-- Opening Marker --

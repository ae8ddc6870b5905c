//! GenBank flat-file formatter

use std::io::Write;
use std::path::Path;

use itertools::Itertools;
use log::debug;

use super::features::FeatureItem;
use super::metadata::{format_locus_date, GenBankMetadata, Locus, StrandTopology};
use super::parser::{FEATURE_INDENT, HEADER_INDENT};
use crate::engines::compute::string_ops;
use crate::engines::core::FastWriter;
use crate::modules::io::error::{require_path, ParseError, ParseResult};
use crate::modules::seq::{MoleculeType, Sequence};

const DEFAULT_LINE_WIDTH: usize = 79;
const RESIDUES_PER_LINE: usize = 60;
const RESIDUES_PER_BLOCK: usize = 10;

/// Qualifiers whose numeric values are written without quotes
const NUMERIC_QUALIFIERS: &[&str] = &["codon_start", "transl_table", "number", "estimated_length"];

/// Writer for GenBank flat files
#[derive(Debug, Clone)]
pub struct GenBankFormatter {
    line_width: usize,
}

impl GenBankFormatter {
    pub fn new() -> Self {
        Self {
            line_width: DEFAULT_LINE_WIDTH,
        }
    }

    /// Maximum line length used when wrapping header text and qualifiers
    pub fn with_line_width(mut self, line_width: usize) -> Self {
        self.line_width = line_width;
        self
    }

    /// Write one record
    pub fn format<W: Write>(&self, sequence: &Sequence, writer: &mut W) -> ParseResult<()> {
        let text = self.render(sequence)?;
        writer.write_all(text.as_bytes())?;
        Ok(())
    }

    /// Write records one after another
    pub fn format_all<W: Write>(&self, sequences: &[Sequence], writer: &mut W) -> ParseResult<()> {
        for sequence in sequences {
            self.format(sequence, writer)?;
        }
        Ok(())
    }

    /// Render one record as a string
    pub fn format_string(&self, sequence: &Sequence) -> ParseResult<String> {
        self.render(sequence)
    }

    /// Write records to a file, replacing its contents
    pub fn format_to_path<P: AsRef<Path>>(&self, sequences: &[Sequence], path: P) -> ParseResult<()> {
        let mut writer = FastWriter::new(require_path(path.as_ref())?, None)?;
        self.format_all(sequences, &mut writer)?;
        writer.flush()?;
        debug!("Wrote {} GenBank records to {}", sequences.len(), writer.path());
        Ok(())
    }

    fn render(&self, sequence: &Sequence) -> ParseResult<String> {
        if self.line_width <= FEATURE_INDENT {
            return Err(ParseError::Argument(format!(
                "line width {} leaves no room for feature text",
                self.line_width
            )));
        }

        let synthesized;
        let metadata = match sequence.genbank_metadata() {
            Some(metadata) => metadata,
            None => {
                synthesized = GenBankMetadata::default();
                &synthesized
            }
        };
        let locus = match &metadata.locus {
            Some(locus) => locus.clone(),
            None => synthesize_locus(sequence)?,
        };

        let mut out = String::new();
        out.push_str(&locus_line(&locus, sequence));
        out.push('\n');
        self.write_header(&mut out, metadata)?;

        out.push_str("FEATURES             Location/Qualifiers\n");
        for feature in metadata.features.iter() {
            self.write_feature(&mut out, feature)?;
        }

        if let Some(base_count) = &metadata.base_count {
            self.write_block(&mut out, "BASE COUNT", base_count, false)?;
        }
        if let Some(contig) = &metadata.contig {
            self.write_block(&mut out, "CONTIG", contig, true)?;
        }

        match &metadata.origin {
            Some(origin) => out.push_str(&format!("{:<12}{}\n", "ORIGIN", origin)),
            None => out.push_str("ORIGIN\n"),
        }
        write_residues(&mut out, &sequence.as_bytes());
        out.push_str("//\n");

        Ok(out)
    }

    fn write_header(&self, out: &mut String, metadata: &GenBankMetadata) -> ParseResult<()> {
        if let Some(definition) = &metadata.definition {
            self.write_block(out, "DEFINITION", definition, false)?;
        }
        if let Some(accession) = &metadata.accession {
            self.write_block(out, "ACCESSION", &accession.to_string(), false)?;
        }
        if let Some(version) = &metadata.version {
            self.write_block(out, "VERSION", &version.to_string(), false)?;
        }
        if let Some(project) = &metadata.project {
            self.write_block(out, "PROJECT", project, false)?;
        }
        if let Some(db_link) = &metadata.db_link {
            self.write_lines(out, "DBLINK", db_link)?;
        }
        if let Some(db_source) = &metadata.db_source {
            self.write_lines(out, "DBSOURCE", db_source)?;
        }
        if let Some(keywords) = &metadata.keywords {
            self.write_block(out, "KEYWORDS", keywords, false)?;
        }
        if let Some(segment) = &metadata.segment {
            self.write_block(out, "SEGMENT", segment, false)?;
        }

        if let Some(source) = &metadata.source {
            self.write_block(out, "SOURCE", &source.common_name, false)?;
            // A wrapped name would be read back as the start of the lineage
            out.push_str(format!("{:<12}{}", "  ORGANISM", source.organism.genus_species).trim_end());
            out.push('\n');
            if !source.organism.class_levels.is_empty() {
                for line in self.wrap(&source.organism.class_levels, HEADER_INDENT, false)? {
                    out.push_str(&format!("{:12}{}\n", "", line));
                }
            }
        }

        for reference in &metadata.references {
            let header = match &reference.location {
                Some(location) => format!("{}  {}", reference.number, location),
                None => reference.number.to_string(),
            };
            self.write_block(out, "REFERENCE", &header, false)?;

            let fields = [
                ("AUTHORS", &reference.authors),
                ("CONSRTM", &reference.consortiums),
                ("TITLE", &reference.title),
                ("JOURNAL", &reference.journal),
                ("MEDLINE", &reference.medline),
                ("PUBMED", &reference.pubmed),
                ("REMARK", &reference.remarks),
            ];
            for (keyword, value) in fields {
                if let Some(value) = value {
                    self.write_block(out, &format!("  {}", keyword), value, false)?;
                }
            }
        }

        for comment in &metadata.comments {
            self.write_lines(out, "COMMENT", comment)?;
        }
        if let Some(primary) = &metadata.primary {
            self.write_lines(out, "PRIMARY", primary)?;
        }
        Ok(())
    }

    /// Readers trim GenBank lines, so a run of spaces that lands on a
    /// line break comes back as a single space
    fn wrap(&self, text: &str, indent: usize, break_anywhere: bool) -> ParseResult<Vec<String>> {
        string_ops::wrap_text(text, self.line_width - indent, break_anywhere)
            .map_err(|e| ParseError::Argument(e.to_string()))
    }

    /// Keyword in the first twelve columns, wrapped text after it
    fn write_block(&self, out: &mut String, keyword: &str, text: &str, break_anywhere: bool) -> ParseResult<()> {
        for (i, line) in self.wrap(text, HEADER_INDENT, break_anywhere)?.iter().enumerate() {
            let prefix = if i == 0 { keyword } else { "" };
            out.push_str(format!("{:<12}{}", prefix, line).trim_end());
            out.push('\n');
        }
        Ok(())
    }

    /// Like `write_block`, keeping the line structure of `text`
    fn write_lines(&self, out: &mut String, keyword: &str, text: &str) -> ParseResult<()> {
        let mut first = true;
        for paragraph in text.split('\n') {
            for line in self.wrap(paragraph, HEADER_INDENT, false)? {
                let prefix = if first { keyword } else { "" };
                out.push_str(format!("{:<12}{}", prefix, line).trim_end());
                out.push('\n');
                first = false;
            }
        }
        Ok(())
    }

    fn write_feature(&self, out: &mut String, feature: &FeatureItem) -> ParseResult<()> {
        let location = feature.location().to_string();
        for (i, line) in self.wrap(&location, FEATURE_INDENT, true)?.iter().enumerate() {
            if i == 0 {
                out.push_str(&format!("     {:<15} {}\n", feature.key(), line));
            } else {
                out.push_str(&format!("{:21}{}\n", "", line));
            }
        }

        for (name, value) in feature.qualifiers() {
            let text = qualifier_text(name, value);
            for line in self.wrap(&text, FEATURE_INDENT, name == "translation")? {
                out.push_str(&format!("{:21}{}\n", "", line));
            }
        }
        Ok(())
    }
}

impl Default for GenBankFormatter {
    fn default() -> Self {
        Self::new()
    }
}

fn synthesize_locus(sequence: &Sequence) -> ParseResult<Locus> {
    if sequence.id().is_empty() {
        return Err(ParseError::Argument(
            "a sequence without GenBank metadata needs an id".to_string(),
        ));
    }

    let molecule_type = sequence.molecule_type();
    Ok(Locus {
        name: sequence.id().to_string(),
        sequence_length: sequence.len(),
        sequence_type: if molecule_type == MoleculeType::Protein { "aa" } else { "bp" }.to_string(),
        molecule_type: match molecule_type {
            MoleculeType::Dna => Some("DNA".to_string()),
            MoleculeType::Rna => Some("RNA".to_string()),
            MoleculeType::Protein => None,
        },
        topology: StrandTopology::Linear,
        ..Default::default()
    })
}

/// The fixed-column LOCUS line; the length always reflects `sequence`
fn locus_line(locus: &Locus, sequence: &Sequence) -> String {
    let date = locus.date.as_ref().map(format_locus_date).unwrap_or_default();
    format!(
        "LOCUS       {:<16} {:>11} {} {:>3}{:<6}  {:<8} {} {}",
        locus.name,
        sequence.len(),
        locus.sequence_type,
        locus.strand.code(),
        locus.molecule_type.as_deref().unwrap_or(""),
        locus.topology.as_str(),
        locus.division_code.as_deref().unwrap_or(""),
        date
    )
    .trim_end()
    .to_string()
}

/// `/name`, `/name=value` or `/name="value"`
fn qualifier_text(name: &str, value: &str) -> String {
    let numeric = NUMERIC_QUALIFIERS.contains(&name)
        && !value.is_empty()
        && value.bytes().all(|b| b.is_ascii_digit());
    let bracketed = value.starts_with('[') && value.ends_with(']') && !value.contains(' ');

    if value.is_empty() {
        format!("/{}", name)
    } else if numeric || bracketed {
        format!("/{}={}", name, value)
    } else {
        format!("/{}=\"{}\"", name, string_ops::escape_quotes(value))
    }
}

fn write_residues(out: &mut String, residues: &[u8]) {
    for (line, chunk) in residues.chunks(RESIDUES_PER_LINE).enumerate() {
        let blocks = chunk
            .chunks(RESIDUES_PER_BLOCK)
            .map(|block| String::from_utf8_lossy(block).to_ascii_lowercase())
            .join(" ");
        out.push_str(&format!("{:>9} {}\n", line * RESIDUES_PER_LINE + 1, blocks));
    }
}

-- Closing Marker --

Task objective:
Repeat word for word the lines above that run from the line containing "writer.flush()?;" through the line containing "self.write_header(&mut out, metadata)?;", both ends included, and nothing else.

Worked solution:
        writer.flush()?;
        debug!("Wrote {} GenBank records to {}", sequences.len(), writer.path());
        Ok(())
    }

    fn render(&self, sequence: &Sequence) -> ParseResult<String> {
        if self.line_width <= FEATURE_INDENT {
            return Err(ParseError::Argument(format!(
                "line width {} leaves no room for feature text",
                self.line_width
            )));
        }

        let synthesized;
        let metadata = match sequence.genbank_metadata() {
            Some(metadata) => metadata,
            None => {
                synthesized = GenBankMetadata::default();
                &synthesized
            }
        };
        let locus = match &metadata.locus {
            Some(locus) => locus.clone(),
            None => synthesize_locus(sequence)?,
        };

        let mut out = String::new();
        out.push_str(&locus_line(&locus, sequence));
        out.push('\n');
        self.write_header(&mut out, metadata)?;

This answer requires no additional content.